Among the generated questions, 8.75% are nonsensical, while 3.00% are well-formed but unanswerable using the generated summary they were conditioned upon. These figures indicate that the vast majority of questions are understandable and on-topic. We frequently observe multiple questions with slightly different wordings, which is likely due to the low number of answer candidates in XSUM summaries (which are one sentence long) and due to beam search. 8.25% of questions are well-formed but unanswerable using the source, which is usually due to a hallucinated fact in the summary that the QG model turns into a question.

Among predicted answers, 1.75% of questions are potentially answerable using the summary, but are incorrectly answered. This percentage increases to 32.50% for the article, which indicates that the transfer ability of the QA model is lacking. In a small number of cases, we found that while a question had a single answer in the summary, it could have multiple answers in the article.

Finally, for 8.00% of the examples, the question is answered correctly using both the article and summary, but the answers have high lexical variation such that F1 score fails to detect their similarity. While this happens in a relatively small number of cases, exploring similarity metrics other than -gram based approaches could be useful.


We emphasize that QAGS and our overall framework are specifically designed to detect factual inconsistencies in generated summaries relative to the source article. QAGS does not measure other desirable properties of generated text, including fluency, readability, or factual recall. We therefore recommend using QAGS in conjunction with complementary evaluation metrics.

The choices of QG and QA models in QAGS are particular to abstractive summarization and may require adaptation to be used for other conditional text generation tasks. For example, we expect that extractive summarization models may obtain nearly perfect QAGS scores because facts and statements are directly copied from the source article.

8 Related Work

Automatic summarization and its evaluation are long-standing lines of work in NLP, dating at least as far back as the Document Understanding Conferences (Chali and Kolla, 2004). The primary evaluation metric then and now is ROUGE (Lin, 2004), though much work has demonstrated the limited ability of ROUGE and its relatives to evaluate summaries (Dorr et al., 2004; Liu and Liu, 2009; Kedzie et al., 2018, i.a.). Other metrics have focused on specific aspects of summarization quality, including content selection (Nenkova and Passonneau, 2004), relevance prediction (Daume III and Marcu, 2005), and many more.

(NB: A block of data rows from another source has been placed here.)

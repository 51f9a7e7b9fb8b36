//! Prompt templates for section insights and the executive summary.

pub mod insights;
pub mod summary;

pub use insights::{build_prompt, build_section_prompt, INSIGHTS_SYSTEM};
pub use summary::{summary_user_prompt, SUMMARY_SYSTEM, SUMMARY_USER_TEMPLATE};

/// Pretty-printed JSON for embedding in a prompt. Serializing a `Value` cannot fail.
pub(crate) fn metrics_json(metrics: &serde_json::Value) -> String {
    serde_json::to_string_pretty(metrics).unwrap_or_else(|_| "{}".to_string())
}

There has been a recent resurgence of work leveraging NLU models for evaluating the factuality of generated text. Goodrich et al. (2019) use information extraction models to measure factual overlap, but facts are restricted to pre-defined schemas. Falke et al. (2019) investigate the use of NLI models to evaluate the factual correctness of CNN/DM summaries, and conclude that current NLI models are too brittle to be reliably used in this manner. McCann et al. (2019) train a NLI-based fact-checking model by building a dataset of factual inconsistencies based on noise heuristic. Our QA approach allows a finer-grained analysis, because NLI operates on complete sentences, whereas QAGS can ask many questions about the same sentence.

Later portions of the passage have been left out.